WORK INSTRUCTION:
The word "else" marks the lines you need; copy each of them from the data.
------ SUPPLIED RECORDS
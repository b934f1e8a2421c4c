use std::collections::BTreeMap;
use std::net::IpAddr;

use lazy_static::lazy_static;
use regex::Regex;
use serde::{Deserialize, Serialize};
use unicode_normalization::UnicodeNormalization;

use crate::accounts::validators::{validate_password, CandidateAccount};

pub const USERNAME: &str = "username";
pub const EMAIL: &str = "email";
pub const PASSWORD: &str = "password";
pub const PASSWORD1: &str = "password1";
pub const PASSWORD2: &str = "password2";
pub const NON_FIELD_ERRORS: &str = "__all__";

pub const USERNAME_MAX_LENGTH: usize = 150;
pub const EMAIL_MAX_LENGTH: usize = 254;

pub const REQUIRED: &str = "This field is required.";
pub const INVALID_USERNAME: &str = "Enter a valid username. This value may contain only letters, numbers, and @/./+/-/_ characters.";
pub const DUPLICATE_USERNAME: &str = "A user with that username already exists.";
pub const INVALID_EMAIL: &str = "Enter a valid email address.";
pub const PASSWORD_MISMATCH: &str = "The two password fields didn’t match.";
pub const INVALID_LOGIN: &str = "Please enter a correct username and password. Note that both fields may be case-sensitive.";

lazy_static! {
    static ref USERNAME_RE: Regex = Regex::new(r"^[\w.@+-]+$").expect("static regex");
    static ref EMAIL_USER_RE: Regex = Regex::new(
        r#"(?i)^(?:[-!#$%&'*+/=?^_`{}|~0-9a-z]+(?:\.[-!#$%&'*+/=?^_`{}|~0-9a-z]+)*|"(?:[\x01-\x08\x0b\x0c\x0e-\x1f!#-\[\]-\x7f]|\\[\x01-\x09\x0b\x0c\x0e-\x7f])*")$"#
    )
    .expect("static regex");
    static ref EMAIL_DOMAIN_RE: Regex =
        Regex::new(r"(?i)^(?:[a-z0-9](?:[a-z0-9-]{0,61}[a-z0-9])?\.)+[a-z0-9-]{2,63}$")
            .expect("static regex");
    static ref EMAIL_LITERAL_RE: Regex =
        Regex::new(r"^\[([A-Fa-f0-9:.]+)\]$").expect("static regex");
}

/// Field name → ordered messages. Non-field messages live under `__all__`.
#[derive(Debug, Default, Clone, PartialEq, Eq, Serialize)]
#[serde(transparent)]
pub struct FormErrors(BTreeMap<String, Vec<String>>);

impl FormErrors {
    pub fn add(&mut self, field: &str, message: impl Into<String>) {
        self.0.entry(field.to_string()).or_default().push(message.into());
    }

    pub fn field(&self, field: &str) -> &[String] {
        self.0.get(field).map(Vec::as_slice).unwrap_or(&[])
    }

    pub fn has(&self, field: &str) -> bool {
        !self.field(field).is_empty()
    }

    pub fn contains(&self, field: &str, message: &str) -> bool {
        self.field(field).iter().any(|m| m == message)
    }

    pub fn non_field(&self) -> &[String] {
        self.field(NON_FIELD_ERRORS)
    }

    /// Number of fields carrying at least one message.
    pub fn len(&self) -> usize {
        self.0.len()
    }

    pub fn is_empty(&self) -> bool {
        self.0.is_empty()
    }
}

fn max_length_message(limit: usize, actual: usize) -> String {
    format!("Ensure this value has at most {limit} characters (it has {actual}).")
}

pub fn is_valid_username(username: &str) -> bool {
    USERNAME_RE.is_match(username)
}

pub fn is_valid_email(email: &str) -> bool {
    if email.is_empty() || email.len() > 320 {
        return false;
    }
    let Some((user, domain)) = email.rsplit_once('@') else {
        return false;
    };
    if !EMAIL_USER_RE.is_match(user) {
        return false;
    }
    if domain.eq_ignore_ascii_case("localhost") {
        return true;
    }
    if EMAIL_DOMAIN_RE.is_match(domain) {
        return !domain.ends_with('-');
    }
    EMAIL_LITERAL_RE
        .captures(domain)
        .and_then(|c| c.get(1))
        .map(|ip| ip.as_str().parse::<IpAddr>().is_ok())
        .unwrap_or(false)
}

/// Registration submission. Missing keys deserialize as empty strings.
#[derive(Debug, Default, Clone, Deserialize)]
pub struct SignupForm {
    #[serde(default)]
    pub username: String,
    #[serde(default)]
    pub email: String,
    #[serde(default)]
    pub password1: String,
    #[serde(default)]
    pub password2: String,
}

#[derive(Debug, Clone, PartialEq, Eq)]
pub struct CleanedSignup {
    pub username: String,
    pub email: String,
    pub password: String,
}

impl SignupForm {
    pub fn cleaned(&self) -> CleanedSignup {
        CleanedSignup {
            username: normalize_username(&self.username),
            email: self.email.trim().to_string(),
            password: self.password1.clone(),
        }
    }

    /// Runs every check that needs no storage access. Username uniqueness is
    /// left to the workflow and only makes sense when `username` has no errors.
    pub fn validate(&self) -> FormErrors {
        let mut errors = FormErrors::default();
        let cleaned = self.cleaned();

        let username_len = cleaned.username.chars().count();
        if cleaned.username.is_empty() {
            errors.add(USERNAME, REQUIRED);
        } else {
            if username_len > USERNAME_MAX_LENGTH {
                errors.add(USERNAME, max_length_message(USERNAME_MAX_LENGTH, username_len));
            }
            if !is_valid_username(&cleaned.username) {
                errors.add(USERNAME, INVALID_USERNAME);
            }
        }

        let email_len = cleaned.email.chars().count();
        if cleaned.email.is_empty() {
            errors.add(EMAIL, REQUIRED);
        } else {
            if email_len > EMAIL_MAX_LENGTH {
                errors.add(EMAIL, max_length_message(EMAIL_MAX_LENGTH, email_len));
            }
            if !is_valid_email(&cleaned.email) {
                errors.add(EMAIL, INVALID_EMAIL);
            }
        }

        // Passwords are taken verbatim: whitespace is part of the secret.
        if self.password1.is_empty() {
            errors.add(PASSWORD1, REQUIRED);
        }
        if self.password2.is_empty() {
            errors.add(PASSWORD2, REQUIRED);
        }
        if !self.password1.is_empty() && !self.password2.is_empty() {
            if self.password1 != self.password2 {
                errors.add(PASSWORD2, PASSWORD_MISMATCH);
            } else {
                let candidate = CandidateAccount {
                    username: &cleaned.username,
                    email: &cleaned.email,
                    ..Default::default()
                };
                for err in validate_password(&self.password2, &candidate) {
                    errors.add(PASSWORD2, err.to_string());
                }
            }
        }

        errors
    }
}

#[derive(Debug, Default, Clone, Deserialize)]
pub struct LoginForm {
    #[serde(default)]
    pub username: String,
    #[serde(default)]
    pub password: String,
    #[serde(default)]
    pub next: Option<String>,
}

impl LoginForm {
    pub fn username(&self) -> String {
        normalize_username(&self.username)
    }

    pub fn validate(&self) -> FormErrors {
        let mut errors = FormErrors::default();
        if self.username().is_empty() {
            errors.add(USERNAME, REQUIRED);
        }
        if self.password.is_empty() {
            errors.add(PASSWORD, REQUIRED);
        }
        errors
    }
}

/// Compatibility form (NFKC) of the trimmed username, so full-width and
/// ASCII spellings name the same account.
pub fn normalize_username(raw: &str) -> String {
    raw.trim().nfkc().collect()
}

/// Accepts only same-site relative paths as post-login destinations.
pub fn safe_next(next: Option<&str>) -> Option<&str> {
    let next = next?.trim();
    if !next.starts_with('/') || next.starts_with("//") || next.starts_with("/\\") {
        return None;
    }
    if next.chars().any(|c| c.is_control() || c == '\\') {
        return None;
    }
    Some(next)
}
------------
ANSWER SPACE:
    let Some((user, domain)) = email.rsplit_once('@') else {
        } else {
        } else {
            } else {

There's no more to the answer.